Presumably, a fine-tuned GPT-4 should do even better than the generalist model with the Medical prompt, so does it all come down to having the smartest foundation model and everything else just builds on it? 🤔
❄️ This is How Much Difference Winter Tires Make 🤕
Recently, I bought winter tires for our new EV6, which turned into quite a rabbit hole.
Going in, I didn’t know much about tires — I knew they were very important, but I had never taken the time to learn, so I mostly bought whatever was cheapest…
But now, after learning about the various trade-offs of different types of tires, finding great review sources and technical primers on the characteristics of modern tires, etc, I can never go back to low-quality tires (they don’t even save you much money since they don’t last as long, and what is your family’s safety worth?).

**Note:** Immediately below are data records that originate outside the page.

//! CSV and GeoJSON farm import.
//!
//! Parsing never fails on a single bad row: structurally invalid rows become
//! messages in [`ImportResult::invalid_farms`] and unparseable values fall back
//! to sentinels. Only an undetectable format or an unreadable stream aborts.

use std::io::{BufRead, BufReader, Read};
use std::path::PathBuf;
use std::sync::Arc;

use chrono::{NaiveDateTime, Utc};
use serde_json::{Map, Value};
use uuid::Uuid;

use crate::error::{CollectorError, Result};
use crate::geometry::{format_coordinate_text, parse_coordinates};
use crate::models::serde_helpers::parse_accuracy_list;
use crate::models::{Farm, ImportResult, UNKNOWN_COORDINATE};
use crate::reconcile::{Candidate, Reconciler};
use crate::storage::FarmRepository;

pub const SUPPORTED_MIME_TYPES: [&str; 4] = [
    "text/csv",
    "application/geo+json",
    "application/octet-stream",
    "text/comma-separated-values",
];

/// Date layout of `created_at`/`updated_at` CSV columns, e.g.
/// `Tue Oct 15 10:20:30 GMT 2024`. The zone name is read but ignored.
pub const CSV_DATE_FORMAT: &str = "%a %b %d %H:%M:%S %Z %Y";

/// Data rows need at least this many columns.
pub const CSV_MIN_FIELDS: usize = 13;

const UNKNOWN: &str = "Unknown";

#[derive(Debug, Clone, Copy, PartialEq, Eq)]
pub enum FileFormat {
    Csv,
    GeoJson,
}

What’s frustrating is that all this knowledge doesn’t have anywhere to go. I don’t need new tires for a few years! Oh well, it was fun to learn ¯\_(ツ)_/¯
👀📎🤖 Microsoft is Updating Copilot to use GPT-4 Turbo with 128k Context Window
We all knew it was coming:
Copilot will soon be able to respond using OpenAI’s latest GPT-4 Turbo model, which essentially means it will “see” more data thanks to a 128K context window. This larger context window will allow Copilot to better understand queries and offer better responses. “This model is currently being tested with select users and will be widely integrated into Copilot in the coming weeks,”
The larger context window will probably make a bigger difference here than with ChatGPT since Copilot inherently works with longer documents.

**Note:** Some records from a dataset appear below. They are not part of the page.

use std::future::Future;

use anyhow::anyhow;
use serde::de::DeserializeOwned;
use serde::Serialize;

use crate::error::{CollectorError, Result};
use crate::models::{FarmRequest, ServerFarmResponse};

pub const RESTORE_PATH: &str = "/api/farm/restore";
pub const SYNC_PATH: &str = "/api/farm/sync";

/// Server side of restore and sync.
pub trait RemoteClient: Send + Sync {
    /// Fetches every site and farm the server holds for this identity.
    fn get_farms_by_identity(
        &self,
        request: &FarmRequest,
    ) -> impl Future<Output = Result<Vec<ServerFarmResponse>>> + Send;

    /// Uploads sites with their farms. Succeeds only if the server accepted all of them.
    fn push_farms(
        &self,
        payload: &[ServerFarmResponse],
    ) -> impl Future<Output = Result<()>> + Send;
}

// ===== HTTP CLIENT =====

#[derive(Debug, Clone)]
pub struct FarmApiClient {
    api_url: String,
    http_client: reqwest::Client,
}

impl FarmApiClient {
    /// Creates a client for `api_url`, which must not end with a slash.
    pub fn new(api_url: &str) -> anyhow::Result<Self> {
        let http_client = reqwest::Client::builder()
            .user_agent(concat!("farmcollector_rs/", env!("CARGO_PKG_VERSION")))
            .build()
            .map_err(|e| anyhow!("Failed to build HTTP client: {}", e))?;

        Ok(Self {
            api_url: api_url.trim_end_matches('/').to_string(),
            http_client,
        })
    }

    pub fn api_url(&self) -> &str {
        &self.api_url
    }

    fn endpoint(&self, path: &str) -> String {
        format!("{}{}", self.api_url, path)
    }

    async fn post_json<B, T>(&self, path: &str, body: &B) -> Result<T>
    where
        B: Serialize + ?Sized,
        T: DeserializeOwned,
    {
        let url = self.endpoint(path);
        tracing::debug!("POST {}", url);

        let response = self.http_client.post(&url).json(body).send().await?;
        let status = response.status();
        let text = response.text().await?;

        if !status.is_success() {
            return Err(CollectorError::Network(format!(
                "{} returned {}: {}",
                url,
                status,
                describe_error_body(&text)
            )));
        }
        decode_body(&text)
    }
}

/// Decodes a response body, reporting server-side error payloads when the
/// expected shape does not match.
pub fn decode_body<T: DeserializeOwned>(body: &str) -> Result<T> {
    match serde_json::from_str::<T>(body) {
        Ok(value) => Ok(value),
        Err(e) => {
            if let Ok(error_response) = serde_json::from_str::<serde_json::Value>(body) {
                if error_response.get("error").is_some() || error_response.get("message").is_some() {
                    return Err(CollectorError::Network(describe_error_body(body)));
                }
            }
            Err(CollectorError::Decode(format!("{} - Response: {}", e, body)))
        }
    }
}

/// Short description of an error body: its `error` or `message` field when present.
pub fn describe_error_body(body: &str) -> String {
    if let Ok(error_response) = serde_json::from_str::<serde_json::Value>(body) {
        if let Some(error_msg) = error_response.get("error") {
            return format!("Server error: {}", error_msg);
        } else if let Some(message) = error_response.get("message") {
            return format!("Server message: {}", message);
        }
    }
    body.to_string()
}

impl RemoteClient for FarmApiClient {
    async fn get_farms_by_identity(&self, request: &FarmRequest) -> Result<Vec<ServerFarmResponse>> {
        let snapshot: Vec<ServerFarmResponse> = self.post_json(RESTORE_PATH, request).await?;
        tracing::info!("Server returned {} collection sites", snapshot.len());
        Ok(snapshot)
    }

    async fn push_farms(&self, payload: &[ServerFarmResponse]) -> Result<()> {
        let _: serde_json::Value = self.post_json(SYNC_PATH, payload).await?;
        Ok(())
    }
}

#[cfg(test)]
mod tests {
    use super::*;

    #[test]
    fn test_endpoint_joins_paths() {
        let client = FarmApiClient::new("https://collector.example.org/").unwrap();
        assert_eq!(client.api_url(), "https://collector.example.org");
        assert_eq!(
            client.endpoint(RESTORE_PATH),
            "https://collector.example.org/api/farm/restore"
        );
    }

    #[test]
    fn test_decode_snapshot() {
        let body = r#"[{"device_id":"d1","collection_site":{"local_cs_id":3,"name":"Kiambu"},
                       "farms":[{"remote_id":"x","farmer_name":"Amina","site_id":3}]}]"#;
        let snapshot: Vec<ServerFarmResponse> = decode_body(body).unwrap();
        assert_eq!(snapshot.len(), 1);
        assert_eq!(snapshot[0].collection_site.local_cs_id, 3);
        assert_eq!(snapshot[0].farms[0].farmer_name, "Amina");
    }

    #[test]
    fn test_error_payload_is_network_error() {
        let result: Result<Vec<ServerFarmResponse>> = decode_body(r#"{"error":"unknown device"}"#);
        match result {
            Err(CollectorError::Network(message)) => {
                assert_eq!(message, "Server error: \"unknown device\"")
            }
            other => panic!("unexpected result: {:?}", other),
        }
    }

    #[test]
    fn test_garbage_is_decode_error() {
        let result: Result<Vec<ServerFarmResponse>> = decode_body("<html>oops</html>");
        assert!(matches!(result, Err(CollectorError::Decode(_))));
    }

    #[test]
    fn test_describe_message_key() {
        assert_eq!(
            describe_error_body(r#"{"message":"try later"}"#),
            "Server message: \"try later\""
        );
        assert_eq!(describe_error_body("plain"), "plain");
    }
}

The Copilot code interpreter is also getting an upgrade.
🎨 🎭 Liberty Studio 👩🎨 🎥
Light & Magic (2022, mini-series on Disney+)

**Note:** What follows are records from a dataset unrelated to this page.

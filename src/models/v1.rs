use chrono::Utc;
use native_db::{native_db, ToKey};
use native_model::{native_model, Model};
use serde::{Deserialize, Serialize};
use uuid::Uuid;

use super::serde_helpers;

/// Latitude/longitude text stored when a farm has no known location.
pub const UNKNOWN_COORDINATE: &str = "0.0";

// ===== FARM =====

#[derive(Debug, Clone, PartialEq, Serialize, Deserialize)]
#[native_model(id = 1, version = 1)]
#[native_db]
pub struct Farm {
    /// Local row id. Zero until the store assigns one.
    #[primary_key]
    pub id: u64,
    #[secondary_key]
    pub site_id: u64,
    pub remote_id: Uuid,
    pub farmer_name: String,
    pub member_id: String,
    pub village: String,
    pub district: String,
    pub agent_name: String,
    pub size: f32,
    pub latitude: String,
    pub longitude: String,
    /// Boundary pairs, persisted as JSON text.
    #[serde(with = "serde_helpers::coordinate_text")]
    pub coordinates: Option<Vec<(f64, f64)>>,
    pub accuracy_array: Option<Vec<Option<f32>>>,
    pub synced: bool,
    pub scheduled_for_sync: bool,
    pub needs_update: bool,
    pub created_at: i64,
    pub updated_at: i64,
}

impl Default for Farm {
    fn default() -> Self {
        let now = Utc::now().timestamp_millis();
        Self {
            id: 0,
            site_id: 0,
            remote_id: Uuid::new_v4(),
            farmer_name: String::new(),
            member_id: String::new(),
            village: String::new(),
            district: String::new(),
            agent_name: String::new(),
            size: 0.0,
            latitude: UNKNOWN_COORDINATE.to_string(),
            longitude: UNKNOWN_COORDINATE.to_string(),
            coordinates: None,
            accuracy_array: None,
            synced: false,
            scheduled_for_sync: false,
            needs_update: false,
            created_at: now,
            updated_at: now,
        }
    }
}

impl Farm {
    pub fn new(site_id: u64, remote_id: Uuid, farmer_name: String) -> Self {
        Self {
            site_id,
            remote_id,
            farmer_name,
            ..Default::default()
        }
    }

    /// A farm missing its size or location is waiting for a field visit.
    pub fn is_incomplete(&self) -> bool {
        self.size == 0.0
            || self.latitude == UNKNOWN_COORDINATE
            || self.longitude == UNKNOWN_COORDINATE
    }

    /// True when any of the plot measurements differ from `other`.
    ///
    /// An accuracy list with no readings equals a missing one, and a single
    /// point at the farm's own location equals no boundary.
    pub fn differs_materially(&self, other: &Farm) -> bool {
        self.size != other.size
            || self.latitude != other.latitude
            || self.longitude != other.longitude
            || self.boundary() != other.boundary()
            || self.accuracy_readings() != other.accuracy_readings()
    }

    /// Captured coordinates, `None` when they add nothing to the lat/lon text.
    pub fn boundary(&self) -> Option<&[(f64, f64)]> {
        match self.coordinates.as_deref() {
            None | Some([]) => None,
            Some([point]) if Some(*point) == self.location() => None,
            Some(pairs) => Some(pairs),
        }
    }

    fn location(&self) -> Option<(f64, f64)> {
        let latitude = self.latitude.parse().ok()?;
        let longitude = self.longitude.parse().ok()?;
        Some((latitude, longitude))
    }

    fn accuracy_readings(&self) -> Option<&[Option<f32>]> {
        self.accuracy_array
            .as_deref()
            .filter(|readings| readings.iter().any(Option::is_some))
    }

    /// Whether the farm carries a captured boundary rather than a single point.
    pub fn has_polygon(&self) -> bool {
        self.coordinates
            .as_ref()
            .map(|coordinates| coordinates.len() > 1)
            .unwrap_or(false)
    }

    pub fn touch(&mut self) {
        self.updated_at = Utc::now().timestamp_millis();
    }
}

// ===== COLLECTION SITE =====

#[derive(Debug, Clone, PartialEq, Serialize, Deserialize)]
#[native_model(id = 2, version = 1)]
#[native_db]
pub struct CollectionSite {
    /// Local site id, also the correlation id used by server snapshots.
    #[primary_key]
    pub site_id: u64,
    pub name: String,
    pub agent_name: String,
    pub phone_number: String,
    pub email: String,
    pub village: String,
    pub district: String,
    pub created_at: i64,
    pub updated_at: i64,
}

impl Default for CollectionSite {
    fn default() -> Self {
        let now = Utc::now().timestamp_millis();
        Self {
            site_id: 0,
            name: String::new(),
            agent_name: String::new(),
            phone_number: String::new(),
            email: String::new(),
            village: String::new(),
            district: String::new(),
            created_at: now,
            updated_at: now,
        }
    }
}

impl CollectionSite {
    pub fn new(name: String, agent_name: String, village: String, district: String) -> Self {
        Self {
            name,
            agent_name,
            village,
            district,
            ..Default::default()
        }
    }
}

#[cfg(test)]
mod tests {
    use super::*;

    #[test]
    fn test_default_farm_is_incomplete() {
        let farm = Farm::default();
        assert!(farm.is_incomplete());
        assert_eq!(farm.latitude, "0.0");
        assert!(!farm.needs_update);
    }

    #[test]
    fn test_complete_farm() {
        let mut farm = Farm::new(1, Uuid::new_v4(), "Amina".to_string());
        farm.size = 12.5;
        farm.latitude = "1.23".to_string();
        farm.longitude = "4.56".to_string();
        assert!(!farm.is_incomplete());
    }

    #[test]
    fn test_differs_materially_ignores_flags() {
        let farm = Farm::new(1, Uuid::new_v4(), "Amina".to_string());
        let mut other = farm.clone();
        other.needs_update = true;
        other.synced = true;
        other.farmer_name = "Renamed".to_string();
        assert!(!farm.differs_materially(&other));

        other.coordinates = Some(vec![(1.0, 2.0)]);
        assert!(farm.differs_materially(&other));
    }

    #[test]
    fn test_empty_readings_and_own_point_are_not_changes() {
        let mut farm = Farm::new(1, Uuid::new_v4(), "Amina".to_string());
        farm.size = 2.0;
        farm.latitude = "1.5".to_string();
        farm.longitude = "36.5".to_string();

        let mut other = farm.clone();
        other.accuracy_array = Some(vec![None]);
        other.coordinates = Some(vec![(1.5, 36.5)]);
        assert!(!farm.differs_materially(&other));
        assert_eq!(other.boundary(), None);

        other.accuracy_array = Some(vec![]);
        other.coordinates = Some(vec![]);
        assert!(!farm.differs_materially(&other));

        other.accuracy_array = Some(vec![Some(4.0)]);
        assert!(farm.differs_materially(&other));

        other.accuracy_array = None;
        other.coordinates = Some(vec![(1.6, 36.5)]);
        assert!(farm.differs_materially(&other));
    }
}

I really enjoyed this 6-parter on the special effects industry broadly and Industrial Light & Magic more specifically.
It all began with the production of ‘Star Wars’ in 1975. The amount of innovation and invention that came out of that film is pretty incredible.
Also, gotta love how Lucas described what he wanted as Kubrick’s ‘2001: A Space Odyssey’, but kinetic and fast-moving.
The documentary series shows history through the biggest films that ILM worked on, creating a very interesting arc from the analog era of Star Wars and Indiana Jones to films like Terminator 2 and Jurassic Park, marking the Big Bang of the digital era.
It’s impressive to see how George Lucas was the prime moving force for so much from so early. From the very start, he pushed for digital editing, digital sound, digital special effects, etc. It seems obvious now, but it didn’t at the time.
Pixar was spun-off from his efforts (and sold to Steve Jobs).
The human stories of that fast-changing industry feel familiar.
People spent years building skills that within a few years became mostly obsolete.
While some were celebrating the rapid progress on the digital side, others were mourning the death of the model shop and of building things with their hands.
Multiple people mention that they expected things to change, but that it happened way faster than they predicted — which is a common refrain when it comes to AI these days.